Это чувствовали в нем и другие. Характерно, как подробно записывает он далеко не лестный отзыв о нем Гумилева. Но не менее характерна, впрочем, и реакция на этот отзыв: «Гумилев сказал: есть ванька-встанька, как ни положишь, всегда встанет; Пунина как ни поставишь, всегда упадет. Неустойчивость, отсутствие корней, внутренняя пустота, не деятельность, а только выпады, не убеждения, а только взгляды, не страсть, а только темперамент, не любовь, а только импульс и так далее, до бесконечности… Замечание Н. Гумилева, в сущности, означает, что как Пунина ни поставь, он никогда не будет порядочным буржуа в стиле Гумилева».
Многие из этих обвинений он не раз с укором обращал к себе. Но, думая о себе, человек всегда держит памятью то сущностное, что позволяет ему сохранять цельность даже в минуты самоненависти. Другой об этой сущностности может и не знать, а поэтому, даже попадая в цель, глубоко и оскорбительно не прав. Такому надо ответить изнутри своего цельного и ценностного понимания себя. И Пунин отвечает. Отвечает, по существу, как символист, для которого движение и стремление важнее свершения и результата – они всегда чреваты обманом, пошлостью и буржуазным самодовольством, и свидетельствуют не столько о силе, сколько об ограниченности.
Пунин сам себя не раз упрекал в дилетантизме, чутко слышал и аккуратно записывал в дневник, если подобные обвинения исходили от других. Иногда он оправдывался тем, что это свойство не индивидуальное, а психологический признак культурного перелома, что «легкомыслие» и «мальчишество» спровоцированы средой и эпохой.

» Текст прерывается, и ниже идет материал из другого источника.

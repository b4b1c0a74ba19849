//! Item sources for file-based checks.

use anyhow::Context;
use camino::{Utf8Path, Utf8PathBuf};
use glob::glob;
use tracing::warn;

/// Enumerate package files matching any of `patterns` (relative to `root`),
/// returning paths relative to `root` in traversal order. Directories are
/// skipped; unreadable entries are warned about and skipped.
pub fn find_files(root: &Utf8Path, patterns: &[&str]) -> anyhow::Result<Vec<Utf8PathBuf>> {
    let mut out: Vec<Utf8PathBuf> = Vec::new();
    for pattern in patterns {
        let full = root.join(pattern);
        let paths = glob(full.as_str()).with_context(|| format!("bad glob pattern '{full}'"))?;
        for entry in paths {
            let path = match entry {
                Ok(path) => path,
                Err(err) => {
                    warn!("skipping unreadable entry while matching '{pattern}': {err}");
                    continue;
                }
            };
            if !path.is_file() {
                continue;
            }
            let path = Utf8PathBuf::from_path_buf(path)
                .map_err(|p| anyhow::anyhow!("non UTF-8 path: {}", p.display()))?;
            let rel = path
                .strip_prefix(root)
                .with_context(|| format!("strip {root} from {path}"))?
                .to_owned();
            if !out.contains(&rel) {
                out.push(rel);
            }
        }
    }
    Ok(out)
}

#[cfg(test)]
mod tests {
    use super::*;
    use fs_err as fs;

    fn utf8_root(dir: &tempfile::TempDir) -> Utf8PathBuf {
        Utf8PathBuf::from_path_buf(dir.path().to_path_buf()).expect("utf8 tempdir")
    }

    #[test]
    fn finds_files_and_skips_directories() {
        let dir = tempfile::tempdir().expect("tempdir");
        let root = utf8_root(&dir);
        fs::create_dir_all(root.join("usr/bin/nested")).expect("mkdir");
        fs::write(root.join("usr/bin/app"), b"x").expect("write");
        fs::write(root.join("usr/bin/nested/tool"), b"x").expect("write");

        let files = find_files(&root, &["usr/bin/**/*"]).expect("glob");
        assert_eq!(files.len(), 2);
        assert!(files.contains(&Utf8PathBuf::from("usr/bin/app")));
        assert!(files.contains(&Utf8PathBuf::from("usr/bin/nested/tool")));
    }

    #[test]
    fn overlapping_patterns_do_not_duplicate() {
        let dir = tempfile::tempdir().expect("tempdir");
        let root = utf8_root(&dir);
        fs::create_dir_all(root.join("usr/bin")).expect("mkdir");
        fs::write(root.join("usr/bin/app"), b"x").expect("write");

        let files = find_files(&root, &["usr/bin/**/*", "usr/**/*"]).expect("glob");
        assert_eq!(files, vec![Utf8PathBuf::from("usr/bin/app")]);
    }

    #[test]
    fn missing_tree_is_empty_not_an_error() {
        let dir = tempfile::tempdir().expect("tempdir");
        let root = utf8_root(&dir);
        let files = find_files(&root, &["usr/sbin/**/*"]).expect("glob");
        assert!(files.is_empty());
    }
}
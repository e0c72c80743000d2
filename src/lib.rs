//! An in-memory consistent hashing ring
//!
//! Keys are assigned to a dynamic set of nodes. Each node is placed on the ring at
//! `replica_count` virtual positions, and a key belongs to the node owning the first
//! position at or after the key's hash, wrapping around at the top of the hash space.
//! Adding or removing a node only moves the keys whose successor position changed.
//!
//! ```
//! use consistent_ring::HashRing;
//!
//! let mut ring = HashRing::new(3);
//! ring.batch_add(vec!["NodeA", "NodeB", "NodeC"]);
//!
//! let before = *ring.get(&"apple").unwrap();
//! ring.remove(&"NodeB");
//! let after = *ring.get(&"apple").unwrap();
//!
//! assert_ne!(after, "NodeB");
//! if before != "NodeB" {
//!     assert_eq!(before, after);
//! }
//! ```
//!
//! [`SharedHashRing`] wraps a ring for concurrent callers, allowing parallel lookups while
//! membership changes are applied atomically.

#[cfg(feature = "derive")]
use serde::{Deserialize, Serialize};

mod hashring;
mod shared;

pub use hashring::ranges::{HashRange, Reassignment};
pub use hashring::{DefaultHashBuilder, HashRing, HashRingIterator, Positions};
pub use shared::SharedHashRing;

/// Construction parameters of a [`HashRing`]
#[derive(Clone, Debug, PartialEq, Eq)]
#[cfg_attr(feature = "derive", derive(Serialize, Deserialize))]
pub struct Config {
    /// number of virtual positions to create per real node
    pub replica_count: usize,
    /// size of the hash space; positions and keys are reduced into `0..modulus`.
    /// `None` uses the full `u64` range
    pub modulus: Option<u64>,
}

impl Default for Config {
    fn default() -> Self {
        Config {
            replica_count: 160,
            modulus: None,
        }
    }
}

impl Config {
    pub fn new(replica_count: usize) -> Config {
        Config {
            replica_count,
            modulus: None,
        }
    }

    pub fn with_modulus(mut self, modulus: u64) -> Config {
        self.modulus = Some(modulus);
        self
    }

    /// Checks that the config describes a usable ring
    pub fn validate(&self) -> Result<(), Error> {
        if self.replica_count == 0 {
            return Err(Error::InvalidReplicaCount);
        }
        if self.modulus == Some(0) {
            return Err(Error::EmptyHashSpace);
        }
        Ok(())
    }
}

#[derive(Debug, thiserror::Error, PartialEq, Eq)]
pub enum Error {
    #[error("replica count must be at least 1")]
    InvalidReplicaCount,

    #[error("hash space modulus must be greater than 0")]
    EmptyHashSpace,
}
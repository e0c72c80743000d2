//! walks through the life of a small ring on a 360 degree hash space:
//! - nodes are placed at three virtual positions each
//! - keys are routed to the next position clockwise
//! - a node leaves and only its keys move
//!
//! run with `RUST_LOG=debug` to see the ring's own events

extern crate consistent_ring;

use consistent_ring::{Config, HashRing, SharedHashRing};
use std::collections::HashMap;
use tracing_subscriber::EnvFilter;

fn main() {
    tracing_subscriber::fmt()
        .with_env_filter(EnvFilter::from_default_env())
        .init();

    // positions are reduced to degrees so they can be pictured on a circle
    let config = Config::new(3).with_modulus(360);
    let mut ring: HashRing<String> = match HashRing::from_config(&config) {
        Ok(ring) => ring,
        Err(err) => {
            eprintln!("invalid ring config: {err}");
            return;
        }
    };

    ring.batch_add(vec![
        "NodeA".to_string(),
        "NodeB".to_string(),
        "NodeC".to_string(),
    ]);

    println!("# virtual positions");
    for (degree, node) in &ring {
        println!("{degree:>3}° {node}");
    }

    let keys = ["apple", "banana", "cherry"];

    println!("\n# routing keys");
    let before = route(&ring, &keys);

    let previous = ring.clone();
    ring.remove(&"NodeB".to_string());

    println!("\n# routing keys after NodeB left");
    let after = route(&ring, &keys);

    for key in keys {
        if before[key] != after[key] {
            println!("{key} moved from {} to {}", before[key], after[key]);
        }
    }

    println!("\n# arcs that changed owner");
    for moved in ring.reassignments(&previous) {
        println!(
            "{:>3}°..={:>3}° {} -> {}",
            moved.hash_range.start(),
            moved.hash_range.end(),
            moved.from,
            moved.to
        );
    }

    // the same ring, shared with a worker thread that keeps routing while NodeD joins
    let shared = SharedHashRing::from(ring);
    let worker = shared.clone();
    let handle = std::thread::spawn(move || {
        keys.iter()
            .map(|key| (key.to_string(), worker.get_node(*key)))
            .collect::<Vec<_>>()
    });
    shared.add_node("NodeD".to_string());

    match handle.join() {
        Ok(routes) => {
            println!("\n# routed by a worker thread");
            for (key, node) in routes {
                println!("{key:<8} -> {}", node.unwrap_or_default());
            }
        }
        Err(_) => eprintln!("worker thread panicked"),
    }
}

fn route(ring: &HashRing<String>, keys: &[&'static str]) -> HashMap<&'static str, String> {
    let mut routes = HashMap::new();
    for key in keys {
        let node = ring.get(*key).cloned().unwrap_or_default();
        println!("{key:<8} @ {:>3}° -> {node}", ring.position_of(*key));
        routes.insert(*key, node);
    }
    routes
}
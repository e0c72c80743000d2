use std::collections::btree_map;

use super::HashRing;

/// Iterates over `(position, node)` pairs of a ring in ascending position order
pub struct Positions<'a, T> {
    ring: btree_map::Iter<'a, u64, T>,
}

impl<'a, T> Iterator for Positions<'a, T> {
    type Item = (u64, &'a T);

    fn next(&mut self) -> Option<Self::Item> {
        self.ring.next().map(|(position, node)| (*position, node))
    }

    fn size_hint(&self) -> (usize, Option<usize>) {
        self.ring.size_hint()
    }
}

impl<T> DoubleEndedIterator for Positions<'_, T> {
    fn next_back(&mut self) -> Option<Self::Item> {
        self.ring.next_back().map(|(position, node)| (*position, node))
    }
}

impl<T> ExactSizeIterator for Positions<'_, T> {}

impl<T, S> HashRing<T, S> {
    /// All virtual positions with their owning node, lowest position first
    pub fn positions(&self) -> Positions<'_, T> {
        Positions {
            ring: self.ring.iter(),
        }
    }
}

impl<'a, T, S> IntoIterator for &'a HashRing<T, S> {
    type Item = (u64, &'a T);

    type IntoIter = Positions<'a, T>;

    fn into_iter(self) -> Self::IntoIter {
        self.positions()
    }
}

/// Yields the owner of every virtual position in ring order
pub struct HashRingIterator<T> {
    ring: btree_map::IntoValues<u64, T>,
}

impl<T> Iterator for HashRingIterator<T> {
    type Item = T;

    fn next(&mut self) -> Option<Self::Item> {
        self.ring.next()
    }
}

impl<T, S> IntoIterator for HashRing<T, S> {
    type Item = T;

    type IntoIter = HashRingIterator<T>;

    fn into_iter(self) -> Self::IntoIter {
        HashRingIterator {
            ring: self.ring.into_values(),
        }
    }
}
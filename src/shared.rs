//! Synchronized access to a [`HashRing`] for concurrent callers.

use std::fmt::Debug;
use std::hash::{BuildHasher, Hash};
use std::sync::{Arc, PoisonError, RwLock, RwLockReadGuard, RwLockWriteGuard};

use tracing::debug;

use crate::hashring::{DefaultHashBuilder, HashRing};
use crate::{Config, Error};

/// Cloneable handle to a ring shared between threads.
///
/// Lookups run concurrently under a read lock. Membership changes take the write lock for
/// the whole node, so readers never see a node with only part of its virtual positions.
pub struct SharedHashRing<T, S = DefaultHashBuilder> {
    inner: Arc<RwLock<HashRing<T, S>>>,
}

impl<T, S> Clone for SharedHashRing<T, S> {
    fn clone(&self) -> Self {
        Self {
            inner: Arc::clone(&self.inner),
        }
    }
}

impl<T, S> From<HashRing<T, S>> for SharedHashRing<T, S> {
    fn from(ring: HashRing<T, S>) -> Self {
        Self {
            inner: Arc::new(RwLock::new(ring)),
        }
    }
}

impl<T> SharedHashRing<T> {
    pub fn new(replica_count: usize) -> Self {
        Self::from(HashRing::new(replica_count))
    }

    pub fn from_config(config: &Config) -> Result<Self, Error> {
        Ok(Self::from(HashRing::from_config(config)?))
    }
}

impl<T, S> SharedHashRing<T, S> {
    // A ring is never left half-updated: positions are hashed before the ring is
    // mutated. A poisoned lock still guards a consistent ring.
    fn read_lock(&self) -> RwLockReadGuard<'_, HashRing<T, S>> {
        self.inner.read().unwrap_or_else(PoisonError::into_inner)
    }

    fn write_lock(&self) -> RwLockWriteGuard<'_, HashRing<T, S>> {
        self.inner.write().unwrap_or_else(PoisonError::into_inner)
    }

    /// Runs `f` against a consistent view of the ring
    pub fn read<R>(&self, f: impl FnOnce(&HashRing<T, S>) -> R) -> R {
        f(&self.read_lock())
    }

    pub fn len(&self) -> usize {
        self.read_lock().len()
    }

    pub fn is_empty(&self) -> bool {
        self.read_lock().is_empty()
    }

    /// Copy of the current ring that is unaffected by later membership changes
    pub fn snapshot(&self) -> HashRing<T, S>
    where
        T: Clone,
        S: Clone,
    {
        self.read_lock().clone()
    }
}

impl<T, S> SharedHashRing<T, S>
where
    T: Hash + Eq + Clone + Debug,
    S: BuildHasher,
{
    /// Adds `node` with all of its virtual positions. No-op for members
    pub fn add_node(&self, node: T) -> bool {
        self.write_lock().add(node)
    }

    /// Adds all `nodes` under a single write lock
    pub fn batch_add(&self, nodes: Vec<T>) {
        let mut ring = self.write_lock();
        debug!(count = nodes.len(), "adding nodes to shared ring");
        ring.batch_add(nodes);
    }

    /// Removes `node` with all of its virtual positions. No-op for strangers
    pub fn remove_node(&self, node: &T) -> bool {
        self.write_lock().remove(node)
    }

    /// The node responsible for `key`, None if the ring is empty
    pub fn get_node<K>(&self, key: &K) -> Option<T>
    where
        K: Hash + ?Sized,
    {
        self.read_lock().get(key).cloned()
    }
}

Несомненно, революция вынуждена была взывать к дилетантам, и когда Пунин брался писать о вопросах политики или государственного устройства, он невольно оказывался в этом полку новобранцев.
Иное дело искусство. Он жил в нем и понимал его, как может понимать только высокий профессионал. Однако случались мрачные дни, когда и здесь он не мог да и не хотел искать себе оправдания: «Много думаю о себе – не понимаю. Как много данных, а силы нет: какой такой дефект во мне?
Кто-то говорит, что слишком много быта во мне. Многие говорят, что я до ненормальности поверхностен. Солидные люди утверждают, что во мне слишком слаба воля. Сам я чувствую слабость творчества. И вот я – ничто».
«Слабость творчества» – не о литературе ли он опять? Об искусстве и в эти и в другие годы писал он чрезвычайно много и ярко. Пожалуй, что именно о литературе.
Лозинский прав: когда Пунин писал об искусстве, в нем пробуждался поэт, и именно потому это была настоящая, порой блистательная проза. Глубокое знание архитектуры, живописи и истории, замешенное на почти чувственном восприятии искусства, помогало ему создавать голографический портрет эпохи в духе культурологического импрессионизма.
Однако Пунин не был бы Пуниным, если бы с первых шагов не отрицал им же воспринятую и выработанную манеру говорить об искусстве. Уже в 1913 году он утверждал, что критики-импрессионисты «в достаточной степени обнаружили свою несостоятельность. Нельзя, впрочем, отрицать того, – добавлял он тут же, – что критик, поскольку он – творческий темперамент, необходимо впитывает в себя атомы, из которых сложено данное художественное произведение, и, приступая к анализу памятника, иногда в значительной степени приближается к творческой жизни самого художника. Но не в этом, так сказать, повторном творчестве – значение критики». В другом случае он выразился осторожнее: «Остается метод непосредственного введения читателя в круг деятельности изучаемой личности. И здесь способ письма еще не установился». Продолжается, как мы видим, поиск формы отнюдь не только в узкопрофессиональном смысле.